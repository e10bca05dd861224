//! RTL-SDR access via the rtl_sdr command line tool
//!
//! rtl_sdr streams raw 8-bit IQ to stdout at a fixed tuning, so every change
//! of sample rate, frequency or gain restarts the child process.
//!
//! A dedicated thread drains the child's stdout as fast as it produces
//! samples and queues them in chunks. `read_sync` discards whatever was
//! queued before the call and fills the caller's buffer from samples that
//! arrive afterwards, so each block is contiguous and fresh no matter how
//! slowly frames are paced.

use std::io::{BufRead, BufReader, ErrorKind, Read};
use std::path::{Path, PathBuf};
use std::process::{Child, ChildStdout, Command, Stdio};
use std::thread::{self, JoinHandle};

use crossbeam_channel::{bounded, Receiver, Sender, TrySendError};
use tracing::{debug, info, warn};

use super::device::{enumerate, DeviceError, DeviceInfo, SdrDevice};

/// Bytes requested from the pipe per read
const CHUNK_LEN: usize = 16 * 1024;

/// Chunks held between the stdout reader and `read_sync`
const QUEUE_CHUNKS: usize = 64;

/// RTL-SDR dongle driven through an rtl_sdr child process
#[derive(Debug)]
pub struct RtlSdrProcess {
    rtl_sdr_path: PathBuf,
    info: DeviceInfo,
    sample_rate: u32,
    center_freq: u32,
    gain_db: Option<f32>,
    ppm_error: i32,
    child: Option<Child>,
    samples: Option<Receiver<Vec<u8>>>,
    reader: Option<JoinHandle<()>>,
}

impl RtlSdrProcess {
    /// Look up device `index` in the attached device listing.
    ///
    /// The child process is not started until the first read or
    /// buffer reset.
    pub fn open(rtl_sdr_path: &Path, index: u32, ppm_error: i32) -> Result<Self, DeviceError> {
        let devices = enumerate(rtl_sdr_path)?;
        if devices.is_empty() {
            return Err(DeviceError::NoDevices);
        }

        info!("Found {} device(s):", devices.len());
        for device in &devices {
            info!("  {}: {}", device.index, device.label());
        }

        let info = devices
            .iter()
            .find(|d| d.index == index)
            .cloned()
            .ok_or(DeviceError::NotFound {
                index,
                count: devices.len(),
            })?;

        info!("Using device {}: {}", index, info.label());
        if let Some(serial) = &info.serial {
            info!("  Serial: {}", serial);
        }

        Ok(Self {
            rtl_sdr_path: rtl_sdr_path.to_path_buf(),
            info,
            sample_rate: 2_000_000,
            center_freq: 99_400_000,
            gain_db: None,
            ppm_error,
            child: None,
            samples: None,
            reader: None,
        })
    }

    fn is_streaming(&self) -> bool {
        self.child.is_some()
    }

    fn build_command(&self) -> Command {
        // rtl_sdr -d <device> -f <freq> -s <rate> [-g <gain>] [-p <ppm>] -
        let mut cmd = Command::new(&self.rtl_sdr_path);
        cmd.arg("-d")
            .arg(self.info.index.to_string())
            .arg("-f")
            .arg(self.center_freq.to_string())
            .arg("-s")
            .arg(self.sample_rate.to_string());

        // Without -g rtl_sdr runs the tuner in automatic gain mode
        if let Some(gain) = self.gain_db {
            cmd.arg("-g").arg(gain.to_string());
        }

        if self.ppm_error != 0 {
            cmd.arg("-p").arg(self.ppm_error.to_string());
        }

        // Output to stdout (continuous mode)
        cmd.arg("-");

        cmd.stdin(Stdio::null())
            .stdout(Stdio::piped())
            .stderr(Stdio::piped());

        // Keep terminal signals away from the child; shutdown stops it
        #[cfg(unix)]
        {
            use std::os::unix::process::CommandExt;
            cmd.process_group(0);
        }

        cmd
    }

    fn start(&mut self) -> Result<(), DeviceError> {
        let mut cmd = self.build_command();
        debug!("Executing: {:?}", cmd);

        let mut child = cmd
            .spawn()
            .map_err(|e| DeviceError::io("spawn rtl_sdr", e))?;

        let Some(stdout) = child.stdout.take() else {
            kill(&mut child);
            return Err(DeviceError::io(
                "capture rtl_sdr stdout",
                ErrorKind::BrokenPipe.into(),
            ));
        };

        let (tx, rx) = bounded(QUEUE_CHUNKS);
        let reader = thread::Builder::new()
            .name("rtl_sdr-stdout".to_string())
            .spawn(move || pump_samples(stdout, tx));
        let reader = match reader {
            Ok(handle) => handle,
            Err(e) => {
                kill(&mut child);
                return Err(DeviceError::io("spawn rtl_sdr reader", e));
            }
        };

        // Forward the tool's diagnostics to our log
        if let Some(stderr) = child.stderr.take() {
            let spawned = thread::Builder::new()
                .name("rtl_sdr-stderr".to_string())
                .spawn(move || {
                    for line in BufReader::new(stderr).lines().map_while(Result::ok) {
                        if !line.trim().is_empty() {
                            info!("[rtl_sdr] {}", line.trim());
                        }
                    }
                });
            if let Err(e) = spawned {
                warn!("Failed to spawn rtl_sdr stderr reader: {}", e);
            }
        }

        self.child = Some(child);
        self.samples = Some(rx);
        self.reader = Some(reader);
        Ok(())
    }

    fn stop(&mut self) {
        // The reader exits on its next send once the queue is gone
        self.samples = None;
        if let Some(mut child) = self.child.take() {
            kill(&mut child);
        }
        if let Some(reader) = self.reader.take() {
            let _ = reader.join();
        }
    }

    fn restart(&mut self) -> Result<(), DeviceError> {
        self.stop();
        self.start()
    }

    fn has_exited(&mut self) -> bool {
        matches!(
            self.child.as_mut().map(Child::try_wait),
            Some(Ok(Some(_)))
        )
    }

    /// Change one tuning field and restart a running stream. The field is
    /// restored if the restart fails.
    fn update<T>(&mut self, field: fn(&mut Self) -> &mut T, value: T) -> Result<(), DeviceError> {
        let previous = std::mem::replace(field(self), value);
        if !self.is_streaming() {
            return Ok(());
        }
        if let Err(e) = self.restart() {
            *field(self) = previous;
            return Err(e);
        }
        Ok(())
    }
}

fn kill(child: &mut Child) {
    let _ = child.kill();
    let _ = child.wait();
}

/// Move everything the child writes into the sample queue. When the queue
/// is full the newest chunk is dropped; readers discard the backlog anyway.
fn pump_samples(mut stdout: ChildStdout, tx: Sender<Vec<u8>>) {
    let mut dropped = 0u64;

    loop {
        let mut chunk = vec![0u8; CHUNK_LEN];
        match stdout.read(&mut chunk) {
            Ok(0) => {
                debug!("rtl_sdr stdout closed (EOF)");
                break;
            }
            Ok(n) => {
                chunk.truncate(n);
                match tx.try_send(chunk) {
                    Ok(()) => {}
                    Err(TrySendError::Full(_)) => dropped += 1,
                    Err(TrySendError::Disconnected(_)) => break,
                }
            }
            Err(e) if e.kind() == ErrorKind::Interrupted => continue,
            Err(e) => {
                warn!("Failed to read from rtl_sdr: {}", e);
                break;
            }
        }
    }

    debug!("rtl_sdr reader stopped, {} chunk(s) dropped while idle", dropped);
}

impl SdrDevice for RtlSdrProcess {
    fn set_sample_rate(&mut self, hz: u32) -> Result<(), DeviceError> {
        self.update(|d| &mut d.sample_rate, hz)
    }

    fn set_center_freq(&mut self, hz: u32) -> Result<(), DeviceError> {
        self.update(|d| &mut d.center_freq, hz)
    }

    fn set_auto_gain(&mut self) -> Result<(), DeviceError> {
        self.update(|d| &mut d.gain_db, None)
    }

    fn set_manual_gain(&mut self, gain_db: f32) -> Result<(), DeviceError> {
        self.update(|d| &mut d.gain_db, Some(gain_db))
    }

    /// Discard queued samples, restarting the child if it has died
    fn reset_buffers(&mut self) -> Result<(), DeviceError> {
        if self.has_exited() {
            warn!("rtl_sdr exited, restarting");
            self.stop();
        }
        if let Some(samples) = &self.samples {
            samples.try_iter().for_each(drop);
            return Ok(());
        }
        self.start()
    }

    fn read_sync(&mut self, buf: &mut [u8]) -> Result<usize, DeviceError> {
        if self.samples.is_none() {
            self.start()?;
        }
        let Some(samples) = self.samples.as_ref() else {
            return Ok(0);
        };

        // Anything queued before this call is stale
        samples.try_iter().for_each(drop);

        let mut filled = 0;
        while filled < buf.len() {
            let Ok(chunk) = samples.recv() else {
                warn!("rtl_sdr sample stream ended");
                break;
            };
            let n = chunk.len().min(buf.len() - filled);
            buf[filled..filled + n].copy_from_slice(&chunk[..n]);
            filled += n;
        }

        Ok(filled)
    }
}

impl Drop for RtlSdrProcess {
    fn drop(&mut self) {
        if self.is_streaming() {
            info!("Closing RTL-SDR device #{}", self.info.index);
        }
        self.stop();
    }
}
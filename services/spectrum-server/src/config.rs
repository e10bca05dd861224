//! Configuration loaded from environment variables

use std::net::SocketAddr;
use std::path::PathBuf;
use std::str::FromStr;
use std::time::Duration;

use thiserror::Error;

use crate::control::DEFAULT_CAPACITY;
use crate::spectrum::DEFAULT_DYNAMIC_RANGE_DB;

/// What to do when a sample block cannot be acquired mid-session
#[derive(Debug, Clone, Copy, PartialEq, Eq)]
pub enum AcquisitionFailurePolicy {
    /// Release everything and exit the process with a non-zero status
    ExitProcess,
    /// End the session, reset the device buffers and accept the next client
    EndSession,
}

impl FromStr for AcquisitionFailurePolicy {
    type Err = ConfigError;

    fn from_str(s: &str) -> Result<Self, Self::Err> {
        match s.trim().to_ascii_lowercase().as_str() {
            "exit-process" | "exit" => Ok(Self::ExitProcess),
            "end-session" | "session" => Ok(Self::EndSession),
            other => Err(ConfigError::Invalid {
                key: "ACQUISITION_FAILURE_POLICY",
                value: other.to_string(),
            }),
        }
    }
}

#[derive(Debug, Error, PartialEq, Eq)]
pub enum ConfigError {
    #[error("invalid value for {key}: {value:?}")]
    Invalid { key: &'static str, value: String },

    #[error("FFT_SIZE must be a non-zero even number, got {0}")]
    FftSize(usize),

    #[error("COMMAND_BUFFER_CAPACITY must be at least 1")]
    CommandCapacity,

    #[error("FRAME_INTERVAL_MS must be at least 1")]
    FrameInterval,

    #[error("DYNAMIC_RANGE_DB must be positive")]
    DynamicRange,
}

/// Application configuration
#[derive(Debug, Clone)]
pub struct Config {
    /// Address the spectrum listener binds to
    pub listen_addr: SocketAddr,

    /// RTL-SDR device index
    pub device_index: u32,

    /// Initial center frequency in Hz
    pub center_freq: u32,

    /// Sample rate in samples per second
    pub sample_rate: u32,

    /// Tuner gain in dB (None for automatic gain)
    pub gain_db: Option<f32>,

    /// PPM frequency correction
    pub ppm_error: i32,

    /// Number of FFT bins per frame
    pub fft_size: usize,

    /// Span in dB mapped onto the 0..=255 output scale
    pub dynamic_range_db: f32,

    /// Interval between frames
    pub frame_interval: Duration,

    /// Maximum length of a pending retune command
    pub command_capacity: usize,

    pub acquisition_failure: AcquisitionFailurePolicy,

    /// Path to rtl_sdr executable
    pub rtl_sdr_path: PathBuf,
}

impl Default for Config {
    fn default() -> Self {
        Self {
            listen_addr: SocketAddr::from(([0, 0, 0, 0], 12345)),
            device_index: 0,
            center_freq: 99_400_000,
            sample_rate: 2_000_000,
            gain_db: None,
            ppm_error: 0,
            fft_size: 1024,
            dynamic_range_db: DEFAULT_DYNAMIC_RANGE_DB,
            frame_interval: Duration::from_millis(500),
            command_capacity: DEFAULT_CAPACITY,
            acquisition_failure: AcquisitionFailurePolicy::ExitProcess,
            rtl_sdr_path: PathBuf::from("rtl_sdr"),
        }
    }
}

impl Config {
    /// Load configuration from environment variables
    pub fn from_env() -> Result<Self, ConfigError> {
        Self::from_lookup(|key| std::env::var(key).ok())
    }

    /// Build a configuration from an arbitrary key lookup, falling back to defaults
    pub fn from_lookup<F>(lookup: F) -> Result<Self, ConfigError>
    where
        F: Fn(&str) -> Option<String>,
    {
        let defaults = Self::default();

        let config = Self {
            listen_addr: parse_or(&lookup, "LISTEN_ADDR", defaults.listen_addr)?,
            device_index: parse_or(&lookup, "DEVICE_INDEX", defaults.device_index)?,
            center_freq: parse_or(&lookup, "CENTER_FREQ", defaults.center_freq)?,
            sample_rate: parse_or(&lookup, "SAMPLE_RATE", defaults.sample_rate)?,
            gain_db: match lookup("DEVICE_GAIN") {
                // "auto" and 0 both select automatic gain, like rtl_sdr -g 0
                Some(v) if v.trim().eq_ignore_ascii_case("auto") => None,
                Some(v) => {
                    let gain: f32 = parse_value("DEVICE_GAIN", &v)?;
                    (gain != 0.0).then_some(gain)
                }
                None => defaults.gain_db,
            },
            ppm_error: parse_or(&lookup, "PPM_ERROR", defaults.ppm_error)?,
            fft_size: parse_or(&lookup, "FFT_SIZE", defaults.fft_size)?,
            dynamic_range_db: parse_or(&lookup, "DYNAMIC_RANGE_DB", defaults.dynamic_range_db)?,
            frame_interval: Duration::from_millis(parse_or(
                &lookup,
                "FRAME_INTERVAL_MS",
                defaults.frame_interval.as_millis() as u64,
            )?),
            command_capacity: parse_or(
                &lookup,
                "COMMAND_BUFFER_CAPACITY",
                defaults.command_capacity,
            )?,
            acquisition_failure: parse_or(
                &lookup,
                "ACQUISITION_FAILURE_POLICY",
                defaults.acquisition_failure,
            )?,
            rtl_sdr_path: lookup("RTL_SDR_PATH")
                .map(PathBuf::from)
                .unwrap_or(defaults.rtl_sdr_path),
        };

        config.validate()?;
        Ok(config)
    }

    pub fn validate(&self) -> Result<(), ConfigError> {
        if self.fft_size == 0 || self.fft_size % 2 != 0 {
            return Err(ConfigError::FftSize(self.fft_size));
        }
        if self.command_capacity == 0 {
            return Err(ConfigError::CommandCapacity);
        }
        if self.frame_interval.is_zero() {
            return Err(ConfigError::FrameInterval);
        }
        if !(self.dynamic_range_db > 0.0) {
            return Err(ConfigError::DynamicRange);
        }
        Ok(())
    }

    /// Bytes per sample block (interleaved I/Q)
    pub fn block_len(&self) -> usize {
        self.fft_size * 2
    }
}

fn parse_or<F, T>(lookup: &F, key: &'static str, default: T) -> Result<T, ConfigError>
where
    F: Fn(&str) -> Option<String>,
    T: FromStr,
{
    match lookup(key) {
        Some(v) => parse_value(key, &v),
        None => Ok(default),
    }
}

fn parse_value<T: FromStr>(key: &'static str, value: &str) -> Result<T, ConfigError> {
    value.trim().parse().map_err(|_| ConfigError::Invalid {
        key,
        value: value.to_string(),
    })
}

=======

__Directions for this task__:
Pull every line containing the word "static" out of the listing.

__Result of this exercise__:
    Invalid { key: &'static str, value: String },
fn parse_or<F, T>(lookup: &F, key: &'static str, default: T) -> Result<T, ConfigError>
fn parse_value<T: FromStr>(key: &'static str, value: &str) -> Result<T, ConfigError> {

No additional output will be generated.